*** Opening Available data ***

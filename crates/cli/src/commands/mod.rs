//! CLI subcommand implementations.

pub mod catalog;
pub mod storage;
//! Authentication route handlers.
//!
//! Login and registration are mocked: inputs are validated, a simulated
//! delay elapses, and a fabricated user is returned and persisted.

use axum::{Json, extract::State, http::StatusCode};
use serde::Deserialize;

use moto_shop_core::User;

use crate::error::{AppError, Result};
use crate::state::AppState;

/// Login payload.
#[derive(Debug, Deserialize)]
pub struct LoginPayload {
    pub email: String,
    pub password: String,
}

/// Registration payload.
#[derive(Debug, Deserialize)]
#[serde(rename_all = "camelCase")]
pub struct RegisterPayload {
    pub name: String,
    pub email: String,
    pub password: String,
    pub password_confirm: String,
}

/// Handle login.
pub async fn login(
    State(state): State<AppState>,
    Json(payload): Json<LoginPayload>,
) -> Result<Json<User>> {
    let user = state
        .auth_service()
        .login(&payload.email, &payload.password)
        .await?;
    Ok(Json(user))
}

/// Handle registration.
pub async fn register(
    State(state): State<AppState>,
    Json(payload): Json<RegisterPayload>,
) -> Result<(StatusCode, Json<User>)> {
    let user = state
        .auth_service()
        .register(
            &payload.name,
            &payload.email,
            &payload.password,
            &payload.password_confirm,
        )
        .await?;
    Ok((StatusCode::CREATED, Json(user)))
}

/// Handle logout: clears the persisted user document.
pub async fn logout(State(state): State<AppState>) -> Result<StatusCode> {
    state.auth_service().logout().await?;
    Ok(StatusCode::NO_CONTENT)
}

/// The currently logged-in user.
pub async fn me(State(state): State<AppState>) -> Result<Json<User>> {
    state
        .auth_service()
        .current_user()
        .await
        .map(Json)
        .ok_or_else(|| AppError::Unauthorized("not logged in".to_string()))
}
//! Catalog inspection commands.

#![allow(clippy::print_stdout)]

use moto_shop_core::ProductId;
use moto_shop_storefront::catalog::Catalog;

/// Print a one-line summary per product.
pub fn list() {
    let catalog = Catalog::builtin();
    for product in catalog.products() {
        let stock = if product.in_stock {
            ""
        } else {
            "  (out of stock)"
        };
        println!(
            "{:>3}  {:<40} {:>12}  [{}]{stock}",
            product.id.as_str(),
            product.name,
            product.price.display(),
            product.category.as_str(),
        );
    }
    println!("{} products", catalog.products().len());
}

/// Print one product as pretty JSON.
///
/// # Errors
///
/// Returns an error when the id is not in the catalog.
pub fn show(id: &str) -> Result<(), Box<dyn std::error::Error>> {
    let catalog = Catalog::builtin();
    let product = catalog
        .product(&ProductId::new(id))
        .ok_or_else(|| format!("product {id} not found"))?;
    println!("{}", serde_json::to_string_pretty(product)?);
    Ok(())
}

*** Closing Available data ***

Your instructions: Could you restate every entry verbatim, please?

Response below:
filename crates/cli/src/commands/mod.rs
//! CLI subcommand implementations.

pub mod catalog;
pub mod storage;
//! Authentication route handlers.
//!
//! Login and registration are mocked: inputs are validated, a simulated
//! delay elapses, and a fabricated user is returned and persisted.

use axum::{Json, extract::State, http::StatusCode};
use serde::Deserialize;

use moto_shop_core::User;

use crate::error::{AppError, Result};
use crate::state::AppState;

/// Login payload.
#[derive(Debug, Deserialize)]
pub struct LoginPayload {
    pub email: String,
    pub password: String,
}

/// Registration payload.
#[derive(Debug, Deserialize)]
#[serde(rename_all = "camelCase")]
pub struct RegisterPayload {
    pub name: String,
    pub email: String,
    pub password: String,
    pub password_confirm: String,
}

/// Handle login.
pub async fn login(
    State(state): State<AppState>,
    Json(payload): Json<LoginPayload>,
) -> Result<Json<User>> {
    let user = state
        .auth_service()
        .login(&payload.email, &payload.password)
        .await?;
    Ok(Json(user))
}

/// Handle registration.
pub async fn register(
    State(state): State<AppState>,
    Json(payload): Json<RegisterPayload>,
) -> Result<(StatusCode, Json<User>)> {
    let user = state
        .auth_service()
        .register(
            &payload.name,
            &payload.email,
            &payload.password,
            &payload.password_confirm,
        )
        .await?;
    Ok((StatusCode::CREATED, Json(user)))
}

/// Handle logout: clears the persisted user document.
pub async fn logout(State(state): State<AppState>) -> Result<StatusCode> {
    state.auth_service().logout().await?;
    Ok(StatusCode::NO_CONTENT)
}

/// The currently logged-in user.
pub async fn me(State(state): State<AppState>) -> Result<Json<User>> {
    state
        .auth_service()
        .current_user()
        .await
        .map(Json)
        .ok_or_else(|| AppError::Unauthorized("not logged in".to_string()))
}
//! Catalog inspection commands.

#![allow(clippy::print_stdout)]

use moto_shop_core::ProductId;
use moto_shop_storefront::catalog::Catalog;

/// Print a one-line summary per product.
pub fn list() {
    let catalog = Catalog::builtin();
    for product in catalog.products() {
        let stock = if product.in_stock {
            ""
        } else {
            "  (out of stock)"
        };
        println!(
            "{:>3}  {:<40} {:>12}  [{}]{stock}",
            product.id.as_str(),
            product.name,
            product.price.display(),
            product.category.as_str(),
        );
    }
    println!("{} products", catalog.products().len());
}

/// Print one product as pretty JSON.
///
/// # Errors
///
/// Returns an error when the id is not in the catalog.
pub fn show(id: &str) -> Result<(), Box<dyn std::error::Error>> {
    let catalog = Catalog::builtin();
    let product = catalog
        .product(&ProductId::new(id))
        .ok_or_else(|| format!("product {id} not found"))?;
    println!("{}", serde_json::to_string_pretty(product)?);
    Ok(())
}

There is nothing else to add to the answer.